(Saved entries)
════════

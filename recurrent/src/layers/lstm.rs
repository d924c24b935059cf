use log::{debug, trace};
use matrix::{
    Activation, Matrix,
    initialization::{RandWeightGen, WeightGen},
};

use super::{Gate, LstmConfig};
use crate::{LayerErr, Result};

/// An LSTM cell that runs a whole sequence per `forward` call.
///
/// The hidden state `h_t` and cell state `c_t` belong to the cell and survive between calls:
/// every `forward` picks up where the previous one left off, so it is **not** a pure function
/// of its input. Use [`Lstm::reset`] to go back to the state the cell was created with.
///
/// The cell state is squashed in place after every update, the next timestep's forget and
/// candidate combination sees `tanh(c_t)` rather than the raw sum.
#[derive(Clone, Debug)]
pub struct Lstm {
    config: LstmConfig,

    input_gate: Gate,
    forget_gate: Gate,
    cell_gate: Gate,
    output_gate: Gate,

    h_t: Matrix,
    c_t: Matrix,

    // State at construction, restored by `reset`
    h_0: Matrix,
    c_0: Matrix,
}

impl Lstm {
    /// Creates a new `Lstm`.
    ///
    /// Gate weights are drawn from `weight_gen` in input, forget, cell, output order, biases
    /// start at zero. The initial hidden and cell state are drawn from `weight_gen` as well,
    /// they start from noise and not from zero.
    ///
    /// # Arguments
    /// * `config` - The cell's dimensions.
    /// * `weight_gen` - The provider of initial weights and state.
    ///
    /// # Panics
    /// If any of the sizes in `config` is zero.
    pub fn new<W: WeightGen + ?Sized>(config: LstmConfig, weight_gen: &mut W) -> Self {
        let LstmConfig {
            input_size,
            hidden_size,
            sequence_size,
        } = config;

        assert!(sequence_size > 0, "sequence size must be positive");

        let mut gate = |act_fn| Gate::new(input_size, hidden_size, act_fn, weight_gen);
        let input_gate = gate(Activation::Sigmoid);
        let forget_gate = gate(Activation::Sigmoid);
        let cell_gate = gate(Activation::Tanh);
        let output_gate = gate(Activation::Sigmoid);

        let h_0 = Matrix::from_gen(1, hidden_size, weight_gen);
        let c_0 = Matrix::from_gen(1, hidden_size, weight_gen);

        debug!(
            input_size = input_size,
            hidden_size = hidden_size,
            sequence_size = sequence_size;
            "created lstm cell"
        );

        Self {
            config,
            input_gate,
            forget_gate,
            cell_gate,
            output_gate,
            h_t: h_0.clone(),
            c_t: c_0.clone(),
            h_0,
            c_0,
        }
    }

    /// Creates a new `Lstm` whose weights and initial state are sampled from `[0, 0.5]` by a
    /// generator seeded with `seed`.
    pub fn seeded(config: LstmConfig, seed: u64) -> Self {
        Self::new(config, &mut RandWeightGen::seeded(seed))
    }

    pub fn hidden_size(&self) -> usize {
        self.config.hidden_size
    }

    /// The current hidden state, `[1, hidden_size]`.
    pub fn hidden_state(&self) -> &Matrix {
        &self.h_t
    }

    /// The current cell state, `[1, hidden_size]`.
    pub fn cell_state(&self) -> &Matrix {
        &self.c_t
    }

    /// Restores the hidden and cell state the cell was created with.
    pub fn reset(&mut self) {
        self.h_t.clone_from(&self.h_0);
        self.c_t.clone_from(&self.c_0);
    }

    /// Runs the cell over every timestep of `sequence`.
    ///
    /// For each row `x_t`:
    /// ```text
    /// i_t = σ(x_t·W_ii + h_t·W_hi + b_i)
    /// f_t = σ(x_t·W_if + h_t·W_hf + b_f)
    /// g_t = tanh(x_t·W_ig + h_t·W_hg + b_g)
    /// o_t = σ(x_t·W_io + h_t·W_ho + b_o)
    /// c_t = tanh((c_t ⊙ f_t) + (i_t ⊙ g_t))
    /// h_t = o_t ⊙ c_t
    /// ```
    /// and `h_t` becomes the row of the output for that timestep.
    ///
    /// # Arguments
    /// * `sequence` - A `[sequence_size, input_size]` matrix, one timestep per row.
    ///
    /// # Returns
    /// A `[sequence_size, hidden_size]` matrix, or an error if the sequence has the wrong
    /// amount of rows or the wrong width.
    pub fn forward(&mut self, sequence: &Matrix) -> Result<Matrix> {
        let LstmConfig {
            hidden_size,
            sequence_size,
            ..
        } = self.config;

        if sequence.rows() != sequence_size {
            return Err(LayerErr::SequenceLength {
                got: sequence.rows(),
                expected: sequence_size,
            });
        }

        debug!(timesteps = sequence_size, hidden_size = hidden_size; "lstm forward");

        let mut output = Matrix::zeros(sequence_size, hidden_size);

        for t in 0..sequence_size {
            let x_t = sequence.row(t);

            let i_t = self.input_gate.forward(&x_t, &self.h_t)?;
            let f_t = self.forget_gate.forward(&x_t, &self.h_t)?;
            let g_t = self.cell_gate.forward(&x_t, &self.h_t)?;
            let o_t = self.output_gate.forward(&x_t, &self.h_t)?;

            let mut c_t = self.c_t.hadamard(&f_t)?.add(&i_t.hadamard(&g_t)?)?;
            c_t.tanh_inplace();

            self.h_t = o_t.hadamard(&c_t)?;
            self.c_t = c_t;

            output.set_row(t, &self.h_t)?;
            trace!(timestep = t; "lstm state updated");
        }

        Ok(output)
    }
}

#[cfg(test)]
mod tests {
    use matrix::{
        MatrixErr,
        activations::{sigmoid, tanh},
        initialization::ConstWeightGen,
    };
    use rand::{SeedableRng, rngs::StdRng};

    use super::*;

    fn input(rows: usize, cols: usize, seed: u64) -> Matrix {
        Matrix::random(rows, cols, &mut StdRng::seed_from_u64(seed))
    }

    #[test]
    fn output_shape() {
        let mut lstm = Lstm::seeded(LstmConfig::new(4, 3, 5), 1);
        let out = lstm.forward(&input(5, 4, 2)).unwrap();

        assert_eq!(out.shape(), (5, 3));
    }

    #[test]
    fn state_starts_from_noise() {
        let lstm = Lstm::seeded(LstmConfig::new(4, 3, 5), 1);

        assert_eq!(lstm.hidden_state().shape(), (1, 3));
        assert_eq!(lstm.cell_state().shape(), (1, 3));
        assert!(lstm.hidden_state().iter().any(|v| v != 0.));
        assert!(lstm.cell_state().iter().any(|v| v != 0.));
    }

    #[test]
    fn forward_is_not_idempotent() {
        let mut lstm = Lstm::seeded(LstmConfig::new(4, 3, 5), 1);
        let x = input(5, 4, 2);

        let first = lstm.forward(&x).unwrap();
        let second = lstm.forward(&x).unwrap();

        assert_ne!(first, second);
    }

    #[test]
    fn reset_restores_determinism() {
        let mut lstm = Lstm::seeded(LstmConfig::new(4, 3, 5), 1);
        let x = input(5, 4, 2);

        let first = lstm.forward(&x).unwrap();
        lstm.reset();
        let second = lstm.forward(&x).unwrap();

        assert_eq!(first, second);
    }

    #[test]
    fn same_seed_same_output() {
        let config = LstmConfig::new(6, 4, 3);
        let x = input(3, 6, 9);

        let a = Lstm::seeded(config, 11).forward(&x).unwrap();
        let b = Lstm::seeded(config, 11).forward(&x).unwrap();
        let c = Lstm::seeded(config, 12).forward(&x).unwrap();

        assert_eq!(a, b);
        assert_ne!(a, c);
    }

    #[test]
    fn last_output_row_is_hidden_state() {
        let mut lstm = Lstm::seeded(LstmConfig::new(4, 3, 5), 1);
        let out = lstm.forward(&input(5, 4, 2)).unwrap();

        assert_eq!(&out.row(4), lstm.hidden_state());
    }

    #[test]
    fn wrong_sequence_length() {
        let mut lstm = Lstm::seeded(LstmConfig::new(4, 3, 5), 1);
        let before = lstm.hidden_state().clone();

        let err = lstm.forward(&input(4, 4, 2)).unwrap_err();

        assert_eq!(err, LayerErr::SequenceLength { got: 4, expected: 5 });
        assert_eq!(lstm.hidden_state(), &before);
    }

    #[test]
    fn wrong_input_width() {
        let mut lstm = Lstm::seeded(LstmConfig::new(4, 3, 5), 1);
        let err = lstm.forward(&input(5, 2, 2)).unwrap_err();

        assert!(matches!(
            err,
            LayerErr::Matrix(MatrixErr::ShapeMismatch { op: "multiply", .. })
        ));
    }

    #[test]
    #[should_panic]
    fn zero_sequence_size_panics() {
        Lstm::seeded(LstmConfig::new(4, 3, 0), 1);
    }

    #[test]
    fn matches_hand_computed_steps() {
        // every weight, the initial hidden state and the initial cell state are `w`
        let w = 0.1;
        let mut lstm = Lstm::new(LstmConfig::new(2, 3, 2), &mut ConstWeightGen::new(w));
        let x = Matrix::from_shape_vec((2, 2), vec![1., 2., -1., 0.5]).unwrap();

        let out = lstm.forward(&x).unwrap();

        let mut h = w;
        let mut c = w;
        for (t, (x0, x1)) in [(1., 2.), (-1., 0.5)].into_iter().enumerate() {
            let z = w * (x0 + x1) + 3. * w * h;
            let (i, f, g, o) = (sigmoid(z), sigmoid(z), tanh(z), sigmoid(z));

            // the stored cell state is squashed, so the next step reads tanh(c)
            c = tanh(c * f + i * g);
            h = o * c;

            for j in 0..3 {
                let got = out.get(t, j).unwrap();
                assert!((got - h).abs() < 1e-5, "t = {t}, got {got}, expected {h}");
            }
        }

        assert!(lstm.cell_state().iter().all(|v| (v - c).abs() < 1e-5));
    }
}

════════

» WHAT IS EXPECTED: Count up the lines above in which the word "hadamard" appears, and give nothing but that count.

» SOLUTION FOR THIS EXERCISE: 2